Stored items

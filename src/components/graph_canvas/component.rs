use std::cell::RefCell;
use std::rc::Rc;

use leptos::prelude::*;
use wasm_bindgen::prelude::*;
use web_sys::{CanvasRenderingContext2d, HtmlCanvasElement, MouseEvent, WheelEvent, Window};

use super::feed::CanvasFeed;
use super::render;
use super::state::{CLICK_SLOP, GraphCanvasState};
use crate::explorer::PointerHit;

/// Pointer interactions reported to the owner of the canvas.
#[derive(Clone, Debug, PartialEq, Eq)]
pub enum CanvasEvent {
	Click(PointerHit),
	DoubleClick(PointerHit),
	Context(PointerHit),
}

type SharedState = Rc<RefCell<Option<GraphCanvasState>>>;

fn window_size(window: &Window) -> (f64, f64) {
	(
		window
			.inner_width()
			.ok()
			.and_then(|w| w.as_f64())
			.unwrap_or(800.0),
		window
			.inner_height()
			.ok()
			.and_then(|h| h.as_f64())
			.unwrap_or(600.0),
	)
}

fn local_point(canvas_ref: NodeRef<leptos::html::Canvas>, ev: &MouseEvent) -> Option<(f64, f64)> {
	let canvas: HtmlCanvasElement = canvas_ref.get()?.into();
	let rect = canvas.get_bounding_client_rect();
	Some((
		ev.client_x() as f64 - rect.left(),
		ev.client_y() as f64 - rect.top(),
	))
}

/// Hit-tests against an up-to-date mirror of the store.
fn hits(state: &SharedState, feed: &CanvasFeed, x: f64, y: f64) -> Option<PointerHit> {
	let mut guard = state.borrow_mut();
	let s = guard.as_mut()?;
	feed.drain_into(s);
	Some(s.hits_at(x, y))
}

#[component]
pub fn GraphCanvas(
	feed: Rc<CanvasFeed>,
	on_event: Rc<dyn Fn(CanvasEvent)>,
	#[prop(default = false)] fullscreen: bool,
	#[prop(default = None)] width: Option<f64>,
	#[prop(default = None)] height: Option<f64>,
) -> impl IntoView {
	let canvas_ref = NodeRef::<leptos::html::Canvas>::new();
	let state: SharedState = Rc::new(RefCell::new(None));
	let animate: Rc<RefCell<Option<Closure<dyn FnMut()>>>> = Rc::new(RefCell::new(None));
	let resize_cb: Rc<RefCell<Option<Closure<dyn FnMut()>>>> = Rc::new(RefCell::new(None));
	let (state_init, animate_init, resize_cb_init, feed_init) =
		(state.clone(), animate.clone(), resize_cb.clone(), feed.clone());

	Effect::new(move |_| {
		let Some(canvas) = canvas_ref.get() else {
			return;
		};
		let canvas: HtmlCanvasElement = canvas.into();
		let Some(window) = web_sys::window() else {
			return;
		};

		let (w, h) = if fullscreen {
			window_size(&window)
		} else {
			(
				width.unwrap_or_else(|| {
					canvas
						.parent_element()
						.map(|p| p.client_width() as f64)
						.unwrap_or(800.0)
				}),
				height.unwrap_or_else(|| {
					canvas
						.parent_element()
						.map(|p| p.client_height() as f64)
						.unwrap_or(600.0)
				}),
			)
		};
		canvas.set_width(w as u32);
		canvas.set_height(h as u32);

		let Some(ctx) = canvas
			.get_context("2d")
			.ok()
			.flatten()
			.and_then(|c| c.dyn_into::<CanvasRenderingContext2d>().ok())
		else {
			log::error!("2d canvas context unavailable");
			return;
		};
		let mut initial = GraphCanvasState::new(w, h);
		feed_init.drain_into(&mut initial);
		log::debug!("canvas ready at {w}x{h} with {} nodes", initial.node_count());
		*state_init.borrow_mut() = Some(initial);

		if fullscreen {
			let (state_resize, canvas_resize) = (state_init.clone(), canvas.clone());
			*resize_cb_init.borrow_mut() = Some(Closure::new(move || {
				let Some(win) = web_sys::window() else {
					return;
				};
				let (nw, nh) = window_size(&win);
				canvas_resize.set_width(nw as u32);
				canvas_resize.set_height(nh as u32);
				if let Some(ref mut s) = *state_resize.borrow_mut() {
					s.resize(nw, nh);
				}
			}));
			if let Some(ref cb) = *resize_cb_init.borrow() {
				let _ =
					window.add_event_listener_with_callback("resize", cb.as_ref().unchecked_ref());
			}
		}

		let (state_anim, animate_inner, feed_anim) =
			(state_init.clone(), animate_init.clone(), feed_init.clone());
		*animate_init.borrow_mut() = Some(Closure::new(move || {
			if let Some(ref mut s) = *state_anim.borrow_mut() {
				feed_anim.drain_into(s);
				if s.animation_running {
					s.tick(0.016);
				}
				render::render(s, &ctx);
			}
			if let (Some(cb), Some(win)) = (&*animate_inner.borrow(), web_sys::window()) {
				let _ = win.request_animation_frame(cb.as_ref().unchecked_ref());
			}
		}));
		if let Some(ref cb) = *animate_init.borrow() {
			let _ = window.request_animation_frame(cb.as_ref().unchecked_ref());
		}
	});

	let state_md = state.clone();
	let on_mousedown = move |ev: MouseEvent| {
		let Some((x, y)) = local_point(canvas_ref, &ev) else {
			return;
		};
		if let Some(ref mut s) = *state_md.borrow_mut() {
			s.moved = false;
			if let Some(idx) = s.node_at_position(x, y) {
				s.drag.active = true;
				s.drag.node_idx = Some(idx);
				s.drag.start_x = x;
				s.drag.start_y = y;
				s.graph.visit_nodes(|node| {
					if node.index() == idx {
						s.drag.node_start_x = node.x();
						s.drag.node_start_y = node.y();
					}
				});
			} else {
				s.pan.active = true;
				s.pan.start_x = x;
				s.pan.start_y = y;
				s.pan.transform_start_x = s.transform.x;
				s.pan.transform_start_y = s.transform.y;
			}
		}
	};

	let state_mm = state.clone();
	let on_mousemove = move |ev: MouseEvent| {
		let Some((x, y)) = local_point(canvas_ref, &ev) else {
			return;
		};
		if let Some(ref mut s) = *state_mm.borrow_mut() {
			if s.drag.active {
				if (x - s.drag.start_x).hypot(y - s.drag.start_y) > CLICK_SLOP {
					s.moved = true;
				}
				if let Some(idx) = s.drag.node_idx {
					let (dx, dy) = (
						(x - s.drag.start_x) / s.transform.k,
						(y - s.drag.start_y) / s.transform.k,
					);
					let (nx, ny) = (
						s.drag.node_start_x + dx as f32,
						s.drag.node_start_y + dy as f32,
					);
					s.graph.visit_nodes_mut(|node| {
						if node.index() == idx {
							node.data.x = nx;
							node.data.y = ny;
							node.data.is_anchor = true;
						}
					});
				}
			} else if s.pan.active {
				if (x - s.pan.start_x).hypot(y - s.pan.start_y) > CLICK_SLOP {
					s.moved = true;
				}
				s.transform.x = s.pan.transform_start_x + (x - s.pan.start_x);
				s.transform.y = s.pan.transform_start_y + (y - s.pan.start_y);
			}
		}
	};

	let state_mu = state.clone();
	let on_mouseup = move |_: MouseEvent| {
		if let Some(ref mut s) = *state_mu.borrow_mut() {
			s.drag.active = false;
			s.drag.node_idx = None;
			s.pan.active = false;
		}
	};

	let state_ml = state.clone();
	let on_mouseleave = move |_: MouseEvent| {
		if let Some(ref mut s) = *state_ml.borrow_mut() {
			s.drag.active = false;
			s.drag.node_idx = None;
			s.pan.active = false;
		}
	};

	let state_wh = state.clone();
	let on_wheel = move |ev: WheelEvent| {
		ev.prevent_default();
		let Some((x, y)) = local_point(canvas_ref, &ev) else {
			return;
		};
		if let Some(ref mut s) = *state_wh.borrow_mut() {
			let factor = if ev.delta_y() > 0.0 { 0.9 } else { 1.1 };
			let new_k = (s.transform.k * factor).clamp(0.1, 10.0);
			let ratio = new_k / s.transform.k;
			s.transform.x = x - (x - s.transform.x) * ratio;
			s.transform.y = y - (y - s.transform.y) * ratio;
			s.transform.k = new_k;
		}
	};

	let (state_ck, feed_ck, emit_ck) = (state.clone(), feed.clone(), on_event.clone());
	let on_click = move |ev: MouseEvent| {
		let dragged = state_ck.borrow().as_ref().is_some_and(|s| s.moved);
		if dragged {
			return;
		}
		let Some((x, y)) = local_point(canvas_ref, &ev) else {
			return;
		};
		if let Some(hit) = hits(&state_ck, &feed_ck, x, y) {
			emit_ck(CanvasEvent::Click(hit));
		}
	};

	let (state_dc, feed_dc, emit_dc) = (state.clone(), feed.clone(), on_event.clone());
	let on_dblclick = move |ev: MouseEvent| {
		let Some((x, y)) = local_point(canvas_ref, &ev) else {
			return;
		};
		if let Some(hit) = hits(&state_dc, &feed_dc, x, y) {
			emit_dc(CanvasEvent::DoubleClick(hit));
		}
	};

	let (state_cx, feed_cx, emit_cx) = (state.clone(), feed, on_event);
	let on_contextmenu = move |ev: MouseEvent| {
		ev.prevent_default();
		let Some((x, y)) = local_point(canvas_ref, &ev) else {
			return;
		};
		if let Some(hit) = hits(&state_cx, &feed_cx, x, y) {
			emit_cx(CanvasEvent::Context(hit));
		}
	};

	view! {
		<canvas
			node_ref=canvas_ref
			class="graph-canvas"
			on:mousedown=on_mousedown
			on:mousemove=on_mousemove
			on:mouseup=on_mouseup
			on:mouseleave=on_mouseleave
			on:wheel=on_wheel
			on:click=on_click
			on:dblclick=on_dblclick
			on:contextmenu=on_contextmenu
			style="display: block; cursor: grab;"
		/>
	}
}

_WHAT YOU ARE ASKED TO DO_.
Transcribe the records from their first line. Stop after the line with "use super::render;", including it.

_FINISHED TASK_.
filename src/components/graph_canvas/component.rs
use std::cell::RefCell;
use std::rc::Rc;

use leptos::prelude::*;
use wasm_bindgen::prelude::*;
use web_sys::{CanvasRenderingContext2d, HtmlCanvasElement, MouseEvent, WheelEvent, Window};

use super::feed::CanvasFeed;
use super::render;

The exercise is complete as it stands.